Let’s display the details of the type containing the token:

dt nt!_EX_FAST_REF

token.png

The token is stored in a union _EX_FAST_REF, having two fields: RefCnt (reference counter) and Value. We are interested in replacing the Value only. The reference counter should better stay untouched for the sake of application stability.

Now, let’s have a look at tokens of some applications running on the Debuggee machine. We can list the processes using:

!dml_proc

Example:

proc

The first column shown is an address of EPROCESS structure corresponding to the particular process.

Now, using the displayed addresses, we can find more details about chosen processes.

!process [address of EPROCESS]

We can notice the Access Token among the displayed fields:

vbox_info.png

We can also display the token in more low-level ways:

dt nt!_EX_FAST_REF [address of EPROCESS] + [offset to the Token field]

token_details.png

Or:

dd [address of EPROCESS] + [offset to the Token field]

token_raw.png

As we can conclude from the above, the function !process automatically applied the mask and filtered out the reference counter from the displayed information. We can do the same thing manually, applying the mask that removes last 3 bytes with the help of eval expression:

?[token] & 0xFFFFFFF8

mask.png

Stealing the Access Token via WinDbg

As an exercise, we will run a cmd.exe on a Debuggee machine and elevate it’s privileges from the Debugger machine, using WinDbg. See the video:

First, I am listing all the processes. Then, I am displaying Access Tokens of the chosen processes: System and cmd. I copied the the Access Token of System to into cmd, applying appropriate masks in order to preserve the reference counter. As a result, cmd.exe got elevated.

The token-stealing payload

Now we have to replicate this behavior via injected code. Of course it is not gonna be as easy, because we will be no longer aided by WinDbg.

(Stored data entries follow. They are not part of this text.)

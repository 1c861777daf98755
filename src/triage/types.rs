//! Shared types for invitation triage.

use serde::{Deserialize, Serialize};

/// Score assigned to every hard-reject path.
pub const HARD_REJECT_SCORE: i32 = -10;

/// Maximum number of recent posts collected per candidate.
pub const MAX_POSTS: usize = 5;

// ── Candidate ───────────────────────────────────────────────────────

/// A pending invitation sender under evaluation.
///
/// Built fresh for each invitation card and discarded after its verdict is
/// applied.
#[derive(Debug, Clone, PartialEq, Eq, Serialize, Deserialize)]
pub struct Candidate {
    /// Absolute profile URL; unique within a run.
    pub profile_url: String,
    /// Best-effort summary text; empty when nothing could be extracted.
    pub about_text: String,
    /// Up to `MAX_POSTS` recent posts, most recent first.
    pub posts: Vec<String>,
    /// `None` when the count was missing or unparseable.
    pub connection_count: Option<u32>,
}

impl Candidate {
    pub fn new(profile_url: impl Into<String>) -> Self {
        Self {
            profile_url: profile_url.into(),
            about_text: String::new(),
            posts: Vec::new(),
            connection_count: None,
        }
    }

    pub fn with_about(mut self, about_text: impl Into<String>) -> Self {
        self.about_text = about_text.into();
        self
    }

    pub fn with_posts<I, S>(mut self, posts: I) -> Self
    where
        I: IntoIterator<Item = S>,
        S: Into<String>,
    {
        self.posts = posts.into_iter().map(Into::into).take(MAX_POSTS).collect();
        self
    }

    pub fn with_connections(mut self, count: u32) -> Self {
        self.connection_count = Some(count);
        self
    }
}

// ── Verdict ─────────────────────────────────────────────────────────

#[derive(Debug, Clone, Copy, PartialEq, Eq, Serialize, Deserialize)]
#[serde(rename_all = "snake_case")]
pub enum Outcome {
    Accept,
    Reject,
}

/// Why a candidate was rejected without scoring.
#[derive(Debug, Clone, PartialEq, Serialize, Deserialize)]
#[serde(tag = "reason", rename_all = "snake_case")]
pub enum HardReject {
    /// About text or a post contains a blocklisted term.
    Blocklisted { keyword: String },
    /// Too few connections and no recognised affiliation.
    ThinNetwork { connections: u32 },
    /// Classifier risk at or above the threshold.
    HighRisk { risk: f64 },
}

impl HardReject {
    /// Short label for logging.
    pub fn label(&self) -> &'static str {
        match self {
            Self::Blocklisted { .. } => "blocklisted",
            Self::ThinNetwork { .. } => "thin_network",
            Self::HighRisk { .. } => "high_risk",
        }
    }
}

/// The decision engine's output for one candidate.
#[derive(Debug, Clone, PartialEq, Serialize, Deserialize)]
pub struct Verdict {
    pub score: i32,
    pub outcome: Outcome,
    /// Set iff `score == HARD_REJECT_SCORE`.
    #[serde(default, skip_serializing_if = "Option::is_none")]
    pub hard_reject: Option<HardReject>,
    /// Risk value used for the decision (0.0 when not classified).
    pub risk: f64,
}

impl Verdict {
    pub fn hard_reject(reason: HardReject, risk: f64) -> Self {
        Self {
            score: HARD_REJECT_SCORE,
            outcome: Outcome::Reject,
            hard_reject: Some(reason),
            risk,
        }
    }

    pub fn scored(score: i32, threshold: i32, risk: f64) -> Self {
        let outcome = if score >= threshold {
            Outcome::Accept
        } else {
            Outcome::Reject
        };
        Self {
            score,
            outcome,
            hard_reject: None,
            risk,
        }
    }

    pub fn is_accept(&self) -> bool {
        self.outcome == Outcome::Accept
    }

    pub fn is_hard_reject(&self) -> bool {
        self.hard_reject.is_some()
    }
}

#[cfg(test)]
mod tests {
    use super::*;

    #[test]
    fn scored_verdict_respects_threshold() {
        assert_eq!(Verdict::scored(3, 3, 0.0).outcome, Outcome::Accept);
        assert_eq!(Verdict::scored(2, 3, 0.0).outcome, Outcome::Reject);
        assert_eq!(Verdict::scored(0, 0, 0.1).outcome, Outcome::Accept);
    }

    #[test]
    fn hard_reject_uses_sentinel() {
        let verdict = Verdict::hard_reject(HardReject::ThinNetwork { connections: 4 }, 0.0);
        assert_eq!(verdict.score, HARD_REJECT_SCORE);
        assert_eq!(verdict.outcome, Outcome::Reject);
        assert!(verdict.is_hard_reject());
        assert_eq!(verdict.hard_reject.unwrap().label(), "thin_network");
    }

    #[test]
    fn candidate_keeps_at_most_five_posts() {
        let candidate = Candidate::new("https://example.test/in/a/")
            .with_posts((0..8).map(|i| format!("post {i}")));
        assert_eq!(candidate.posts.len(), MAX_POSTS);
        assert_eq!(candidate.posts[0], "post 0");
    }

    #[test]
    fn verdict_serialization_tags_reason() {
        let verdict = Verdict::hard_reject(
            HardReject::Blocklisted {
                keyword: "boogaloo".into(),
            },
            0.0,
        );
        let json = serde_json::to_value(&verdict).unwrap();
        assert_eq!(json["outcome"], "reject");
        assert_eq!(json["hard_reject"]["reason"], "blocklisted");
        assert_eq!(json["hard_reject"]["keyword"], "boogaloo");

        let accepted = serde_json::to_value(Verdict::scored(6, 3, 0.0)).unwrap();
        assert!(accepted.get("hard_reject").is_none());
    }
}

Some well documented examples of the token-stealing payloads are provided as a part of Exploit code in the official HEVD repository: https://github.com/hacksysteam/HackSysExtremeVulnerableDriver/blob/master/Exploit/Payloads.c

The purpose of all the included payloads is the same: stealing the Access Token. However, we can see that they are in a bit different variants, appropriate for particular vulnerabilities. Most of their code is identical, only the ending differs (commented as “Kernel Recovery Stub“). It is a code used to make all the necessary cleanups, so that the application will not crash while returning after the payload execution.

Anyways, let’s take a look at the generic one:

https://github.com/hacksysteam/HackSysExtremeVulnerableDriver/blob/master/Exploit/Payloads.c#L186

First of all, we have to find the beginning of EPROCESS structure. With WinDbg there was no effort required to do this – it was just displayed on the command. Now, we need to find the beginning of this structure by our own, navigating through some other fields.

As a starting point, we will use KPCR (Kernel Processor Control Region) structure, that is pointed by FS register on 32bit versions of Windows (and by GS on 64 bit).

The code presented above takes advantage of the relationship between the following structures:

KPCR (PrcbData) -> KPRCB (CurrentThread) -> KTHREAD (ApcState) -> KAPC_STATE (Process) -> KPROCESS

KPROCESS is the first field of the EPROCESS structure, so, by finding it we ultimately found the beginning of EPROCESS:

When the EPROCESS of the current process has been found, we will use it’s other fields to find the EPROCESS of the SYSTEM process.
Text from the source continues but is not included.